● What you should do
For the string "current", find every matching line in the records and copy it.
═════ Source material
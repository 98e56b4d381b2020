// THEORY:
// The `error` module is the engine's single error taxonomy, `SentinelError`.
//
// Key architectural principles:
// 1.  **Nothing is process-fatal**: Capture failures are transient and retried on
//     the next tick. Dimension mismatches yield "no verdict" for one tick.
//     Delivery failures are only logged.
// 2.  **Operator transitions report synchronously**: `start` and
//     `reset_reference` return their failures to the caller, leaving state as it
//     was before the call.

use std::time::Duration;

use thiserror::Error;

use crate::scheduler::MonitorStatus;

/// Errors that can occur in the engine.
#[derive(Debug, Error)]
pub enum SentinelError {
    /// The capture collaborator returned no frame.
    #[error("capture failed: {0}")]
    CaptureFailed(String),

    /// The capture collaborator did not answer in time. Handled exactly like
    /// `CaptureFailed`.
    #[error("capture timed out after {0:?}")]
    CaptureTimedOut(Duration),

    /// The two frames of a comparison have different dimensions.
    #[error(
        "frame dimensions differ: reference is {}x{}, current is {}x{}",
        reference.0, reference.1, current.0, current.1
    )]
    DimensionMismatch {
        reference: (u32, u32),
        current: (u32, u32),
    },

    /// The alert collaborator failed to deliver a payload.
    #[error("alert delivery failed: {0}")]
    DeliveryFailed(String),

    /// A region was rejected on creation.
    #[error("invalid region: {0}")]
    InvalidRegion(String),

    /// A pixel buffer does not match its declared dimensions.
    #[error("invalid frame: {0}")]
    InvalidFrame(String),

    /// An operator transition was requested from a state that does not allow it.
    #[error("cannot {operation} while {state}")]
    InvalidState {
        operation: &'static str,
        state: MonitorStatus,
    },

    /// Reading or writing persisted settings failed.
    #[error("settings error: {0}")]
    Settings(String),

    /// Exported ledger text could not be parsed back.
    #[error("export parse error: {0}")]
    Export(String),

    /// Decoding or encoding an image failed.
    #[error("image error: {0}")]
    Image(#[from] image::ImageError),
}

impl SentinelError {
    /// Whether this error is a capture failure (including a timeout).
    pub fn is_capture_failure(&self) -> bool {
        matches!(self, Self::CaptureFailed(_) | Self::CaptureTimedOut(_))
    }
}

/// Result type for engine operations.
pub type Result<T> = std::result::Result<T, SentinelError>;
══════════
● Answer to the problem
        "frame dimensions differ: reference is {}x{}, current is {}x{}",
        reference.0, reference.1, current.0, current.1
        current: (u32, u32),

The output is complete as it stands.